A curious instance of literary strategy is presented in the London edition of Vagamundo, or The Attaché in Spain, the sprightly work of our countryman, Mr. Warren, which we have noticed above. It seems that he had made an arrangement with a London publisher to bring out an edition at the same time with its appearance in this country. Every thing from the manuscript that could betray its American origin is eliminated, and it is thus issued apparently as a native born English production, "dyed in the wool." A start is obtained on the American publisher, and the work is put into the market two or three months before its publication in New York. Our first impressions of it as a lively gossiping book were received from the English copy some time since, which surprised us as a remarkable specimen of the free and easy style, for English growth.


Of Andrews' Latin Lexicon, the London Athenæum speaks as follows: "It can not now be said that there is any lack of good Latin and Greek Lexicons among us. Whatever our classical deficiencies may be, they must not hereafter be attributed to the want of such a sine qua non. Within the last twenty—even ten—years most valuable additions have been made to our lexicographical stores. Entick, Ainsworth, Schrevelius, and a host of other worthies who long reigned over us, have at length been banished to make room for their betters. Even Donnegan—after a brief but successful career—has met with an inglorious fall.

"Besides our own dictionaries, we have those of our transatlantic brethren. Some few years ago they sent us over a large Latin Dictionary by Leverett; and now another of still higher pretensions (Freund's Latin-English Lexicon—edited by Dr. Andrews) has found its way here.... Whatever time, attention, and care can do toward making the work complete and correct, seems to have been done, and we all know how much the excellence of a dictionary depends upon these points,—especially when they are accompanied by competent scholarship, as we have every reason to believe they are in the present case. The result is, what might be expected, a rich repository of philological information, clearly expressed and well arranged....

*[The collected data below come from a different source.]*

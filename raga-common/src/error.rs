//! Common error types for raga-bgm

use thiserror::Error;

/// Common result type for raga-bgm operations
pub type Result<T> = std::result::Result<T, Error>;

/// Common error types shared by the CLI and the web service
#[derive(Error, Debug)]
pub enum Error {
    /// I/O operation error (wraps std::io::Error)
    #[error("IO error: {0}")]
    Io(#[from] std::io::Error),

    /// Configuration loading or validation error
    #[error("Configuration error: {0}")]
    Config(String),

    /// Internal error
    #[error("Internal error: {0}")]
    Internal(String),
}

"In conclusion, we are glad to have an opportunity of introducing so excellent a work to the notice of our classical and philological readers. It has all that true German Grundlichkeit about it which is so highly appreciated by English scholars. Rarely, if ever, has so vast an amount of philological information been comprised in a single volume of the size. The knowledge it conveys of the early and later Latin is not to be gathered from ordinary Latin Dictionaries. With regard to the manner in which it is got up, we can speak most favorably. Never have we seen a better specimen of American typography. Every page bears the impress of industry and care. The type is clear, neat, and judiciously varied. A pretty close inspection has not enabled us to discover any errors worth mentioning."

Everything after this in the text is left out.